**What the exercise asks:** Whenever the string "values" appears in a line below, please copy the line out.

[Record set Boundary: Start]

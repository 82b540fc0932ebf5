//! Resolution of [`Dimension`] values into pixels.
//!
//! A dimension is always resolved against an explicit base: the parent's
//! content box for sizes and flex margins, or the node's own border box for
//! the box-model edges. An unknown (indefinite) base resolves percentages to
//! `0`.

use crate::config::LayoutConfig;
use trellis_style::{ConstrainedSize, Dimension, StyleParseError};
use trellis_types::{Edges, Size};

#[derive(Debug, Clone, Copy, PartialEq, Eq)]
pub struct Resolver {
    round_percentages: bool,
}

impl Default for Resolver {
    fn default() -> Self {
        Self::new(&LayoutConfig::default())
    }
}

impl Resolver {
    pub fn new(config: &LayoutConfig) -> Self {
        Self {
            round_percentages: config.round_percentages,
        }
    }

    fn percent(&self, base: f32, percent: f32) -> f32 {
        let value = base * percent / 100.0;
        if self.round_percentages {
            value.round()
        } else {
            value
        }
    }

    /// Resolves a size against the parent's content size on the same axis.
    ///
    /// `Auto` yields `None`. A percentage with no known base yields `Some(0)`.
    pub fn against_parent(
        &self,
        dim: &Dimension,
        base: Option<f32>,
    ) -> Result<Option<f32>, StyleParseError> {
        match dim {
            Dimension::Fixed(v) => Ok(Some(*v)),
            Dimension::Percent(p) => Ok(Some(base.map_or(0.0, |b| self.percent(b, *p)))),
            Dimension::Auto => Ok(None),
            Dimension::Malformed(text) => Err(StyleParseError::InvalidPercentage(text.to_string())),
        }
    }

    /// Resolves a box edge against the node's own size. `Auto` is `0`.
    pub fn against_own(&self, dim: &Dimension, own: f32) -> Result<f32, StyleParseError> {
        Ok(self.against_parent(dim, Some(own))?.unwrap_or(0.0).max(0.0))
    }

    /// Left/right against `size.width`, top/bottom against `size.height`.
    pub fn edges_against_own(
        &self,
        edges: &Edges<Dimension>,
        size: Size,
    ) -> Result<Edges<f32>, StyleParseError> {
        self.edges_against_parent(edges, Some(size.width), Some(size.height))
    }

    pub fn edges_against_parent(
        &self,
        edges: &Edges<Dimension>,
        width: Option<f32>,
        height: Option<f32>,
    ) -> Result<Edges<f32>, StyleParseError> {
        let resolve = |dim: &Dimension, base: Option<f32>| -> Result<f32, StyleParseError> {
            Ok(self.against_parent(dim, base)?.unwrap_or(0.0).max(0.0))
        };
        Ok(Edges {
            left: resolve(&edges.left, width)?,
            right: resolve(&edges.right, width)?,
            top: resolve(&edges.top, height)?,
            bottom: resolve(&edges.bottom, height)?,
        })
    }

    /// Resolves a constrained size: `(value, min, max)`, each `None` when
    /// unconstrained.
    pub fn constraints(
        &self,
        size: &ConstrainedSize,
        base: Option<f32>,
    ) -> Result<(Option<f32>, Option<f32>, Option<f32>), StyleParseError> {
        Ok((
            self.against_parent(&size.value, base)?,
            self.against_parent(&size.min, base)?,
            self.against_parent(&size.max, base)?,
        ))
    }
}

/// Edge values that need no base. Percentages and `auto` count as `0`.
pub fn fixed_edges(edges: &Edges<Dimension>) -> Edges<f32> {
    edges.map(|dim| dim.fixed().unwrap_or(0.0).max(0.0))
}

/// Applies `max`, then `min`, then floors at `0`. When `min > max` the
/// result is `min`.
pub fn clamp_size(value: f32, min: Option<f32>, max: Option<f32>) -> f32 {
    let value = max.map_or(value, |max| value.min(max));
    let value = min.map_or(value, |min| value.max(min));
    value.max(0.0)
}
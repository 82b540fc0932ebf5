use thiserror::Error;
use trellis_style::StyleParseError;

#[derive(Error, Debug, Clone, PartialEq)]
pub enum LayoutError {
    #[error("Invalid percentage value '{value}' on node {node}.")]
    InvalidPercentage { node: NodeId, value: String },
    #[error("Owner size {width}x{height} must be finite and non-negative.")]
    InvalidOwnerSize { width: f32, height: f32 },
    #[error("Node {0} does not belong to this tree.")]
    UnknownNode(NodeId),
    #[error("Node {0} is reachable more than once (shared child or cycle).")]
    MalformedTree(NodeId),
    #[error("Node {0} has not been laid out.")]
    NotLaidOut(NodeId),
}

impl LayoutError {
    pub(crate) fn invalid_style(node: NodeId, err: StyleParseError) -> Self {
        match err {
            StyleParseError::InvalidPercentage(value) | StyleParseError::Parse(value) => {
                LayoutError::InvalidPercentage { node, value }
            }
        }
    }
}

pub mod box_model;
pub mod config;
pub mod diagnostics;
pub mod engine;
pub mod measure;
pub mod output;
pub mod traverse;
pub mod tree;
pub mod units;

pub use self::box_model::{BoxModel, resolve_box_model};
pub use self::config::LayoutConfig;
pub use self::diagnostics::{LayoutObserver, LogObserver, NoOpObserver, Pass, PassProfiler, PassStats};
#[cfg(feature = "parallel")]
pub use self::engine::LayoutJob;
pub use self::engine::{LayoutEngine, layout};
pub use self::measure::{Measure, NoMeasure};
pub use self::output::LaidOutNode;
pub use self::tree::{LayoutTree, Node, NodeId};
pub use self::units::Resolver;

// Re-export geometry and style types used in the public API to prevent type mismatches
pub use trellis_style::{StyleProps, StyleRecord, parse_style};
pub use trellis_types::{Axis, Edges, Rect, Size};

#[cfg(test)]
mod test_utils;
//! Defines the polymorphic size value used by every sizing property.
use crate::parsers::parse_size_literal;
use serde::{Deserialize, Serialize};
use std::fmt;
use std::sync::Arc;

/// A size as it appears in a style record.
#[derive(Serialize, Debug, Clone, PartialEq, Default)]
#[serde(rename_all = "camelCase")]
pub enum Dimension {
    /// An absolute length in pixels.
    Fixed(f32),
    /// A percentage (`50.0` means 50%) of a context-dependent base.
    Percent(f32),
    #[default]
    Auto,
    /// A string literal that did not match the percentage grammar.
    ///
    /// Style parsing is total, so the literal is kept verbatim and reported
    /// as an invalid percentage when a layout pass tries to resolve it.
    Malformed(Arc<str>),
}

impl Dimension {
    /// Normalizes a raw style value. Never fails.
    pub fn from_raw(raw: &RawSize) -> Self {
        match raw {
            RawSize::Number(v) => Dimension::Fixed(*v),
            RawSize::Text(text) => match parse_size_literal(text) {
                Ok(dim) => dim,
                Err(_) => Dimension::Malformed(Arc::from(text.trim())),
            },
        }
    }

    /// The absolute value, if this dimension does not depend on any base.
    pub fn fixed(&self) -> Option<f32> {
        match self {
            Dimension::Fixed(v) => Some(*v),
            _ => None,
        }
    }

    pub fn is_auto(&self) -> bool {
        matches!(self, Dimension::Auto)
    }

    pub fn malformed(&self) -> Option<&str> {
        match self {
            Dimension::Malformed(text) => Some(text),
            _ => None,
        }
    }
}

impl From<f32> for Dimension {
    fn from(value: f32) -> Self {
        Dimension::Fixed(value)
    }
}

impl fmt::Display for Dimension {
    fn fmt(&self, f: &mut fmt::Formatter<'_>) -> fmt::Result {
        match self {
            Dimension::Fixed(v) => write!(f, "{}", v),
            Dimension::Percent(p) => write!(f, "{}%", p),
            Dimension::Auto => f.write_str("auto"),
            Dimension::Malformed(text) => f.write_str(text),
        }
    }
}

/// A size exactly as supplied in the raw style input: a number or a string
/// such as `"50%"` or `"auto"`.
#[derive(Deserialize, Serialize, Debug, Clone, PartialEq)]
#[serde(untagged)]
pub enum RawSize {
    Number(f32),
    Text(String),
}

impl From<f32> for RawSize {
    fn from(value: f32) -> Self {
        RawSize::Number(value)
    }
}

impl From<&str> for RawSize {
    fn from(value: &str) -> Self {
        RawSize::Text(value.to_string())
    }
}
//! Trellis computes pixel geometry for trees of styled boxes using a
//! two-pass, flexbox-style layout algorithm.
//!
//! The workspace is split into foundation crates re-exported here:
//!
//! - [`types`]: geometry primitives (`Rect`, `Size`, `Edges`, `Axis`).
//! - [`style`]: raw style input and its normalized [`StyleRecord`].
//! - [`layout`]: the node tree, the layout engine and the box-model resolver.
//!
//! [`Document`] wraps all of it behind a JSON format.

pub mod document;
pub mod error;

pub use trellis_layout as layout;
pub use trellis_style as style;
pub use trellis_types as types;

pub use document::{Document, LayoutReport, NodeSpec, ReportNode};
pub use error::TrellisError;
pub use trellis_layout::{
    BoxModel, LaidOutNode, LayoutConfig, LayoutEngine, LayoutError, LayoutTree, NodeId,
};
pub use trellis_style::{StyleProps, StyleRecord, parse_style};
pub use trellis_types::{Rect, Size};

[Record set Boundary: End]

**Answer for this exercise:**
//! Resolution of [`Dimension`] values into pixels.
/// Edge values that need no base. Percentages and `auto` count as `0`.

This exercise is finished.